Number of lines below with the word "super": give it and nothing more.

(Data entries)
•••

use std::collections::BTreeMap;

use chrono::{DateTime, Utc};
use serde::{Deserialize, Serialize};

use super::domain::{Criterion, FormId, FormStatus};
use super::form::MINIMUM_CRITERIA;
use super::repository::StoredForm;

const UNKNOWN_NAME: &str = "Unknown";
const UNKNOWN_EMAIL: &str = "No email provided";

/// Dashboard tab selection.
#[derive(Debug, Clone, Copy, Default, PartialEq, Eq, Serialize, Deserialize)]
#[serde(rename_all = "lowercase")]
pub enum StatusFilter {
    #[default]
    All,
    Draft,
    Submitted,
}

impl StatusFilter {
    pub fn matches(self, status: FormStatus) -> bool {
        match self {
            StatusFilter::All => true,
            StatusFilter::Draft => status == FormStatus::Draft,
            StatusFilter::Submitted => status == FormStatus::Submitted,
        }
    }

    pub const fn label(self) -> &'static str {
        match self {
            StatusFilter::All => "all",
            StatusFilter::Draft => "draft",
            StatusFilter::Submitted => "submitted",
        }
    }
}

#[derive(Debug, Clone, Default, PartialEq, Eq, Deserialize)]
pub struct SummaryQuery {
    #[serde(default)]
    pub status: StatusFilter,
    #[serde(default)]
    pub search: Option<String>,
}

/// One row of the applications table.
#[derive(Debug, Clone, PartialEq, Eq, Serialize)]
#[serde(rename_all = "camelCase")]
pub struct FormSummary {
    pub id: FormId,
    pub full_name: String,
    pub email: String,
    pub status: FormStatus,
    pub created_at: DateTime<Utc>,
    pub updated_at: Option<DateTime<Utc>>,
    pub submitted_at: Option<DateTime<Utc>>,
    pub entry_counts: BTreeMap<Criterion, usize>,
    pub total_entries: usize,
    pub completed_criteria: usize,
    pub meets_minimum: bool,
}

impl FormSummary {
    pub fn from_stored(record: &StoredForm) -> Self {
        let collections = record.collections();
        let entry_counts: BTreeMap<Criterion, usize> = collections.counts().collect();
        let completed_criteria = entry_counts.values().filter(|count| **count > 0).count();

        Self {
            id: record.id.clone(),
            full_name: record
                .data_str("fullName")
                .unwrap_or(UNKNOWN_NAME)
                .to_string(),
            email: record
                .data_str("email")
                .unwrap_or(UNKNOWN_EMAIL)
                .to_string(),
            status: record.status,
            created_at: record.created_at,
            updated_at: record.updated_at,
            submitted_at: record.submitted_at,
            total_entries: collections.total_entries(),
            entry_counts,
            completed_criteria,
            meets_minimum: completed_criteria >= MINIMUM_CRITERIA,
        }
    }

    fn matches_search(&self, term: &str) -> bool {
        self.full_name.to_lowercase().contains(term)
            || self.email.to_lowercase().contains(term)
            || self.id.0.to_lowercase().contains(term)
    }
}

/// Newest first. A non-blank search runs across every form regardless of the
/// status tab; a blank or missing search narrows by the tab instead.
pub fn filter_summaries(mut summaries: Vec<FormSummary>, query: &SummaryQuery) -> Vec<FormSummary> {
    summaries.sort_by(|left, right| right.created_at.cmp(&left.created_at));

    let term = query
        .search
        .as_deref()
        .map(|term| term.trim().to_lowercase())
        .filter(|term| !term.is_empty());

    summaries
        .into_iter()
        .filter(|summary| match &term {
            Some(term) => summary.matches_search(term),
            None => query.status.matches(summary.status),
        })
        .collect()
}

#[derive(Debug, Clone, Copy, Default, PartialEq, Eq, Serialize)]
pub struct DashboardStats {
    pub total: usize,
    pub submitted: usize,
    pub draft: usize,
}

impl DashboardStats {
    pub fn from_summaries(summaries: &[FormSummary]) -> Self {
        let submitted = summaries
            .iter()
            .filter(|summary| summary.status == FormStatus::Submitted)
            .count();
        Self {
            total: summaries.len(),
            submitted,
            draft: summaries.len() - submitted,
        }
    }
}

•••

## Written response
3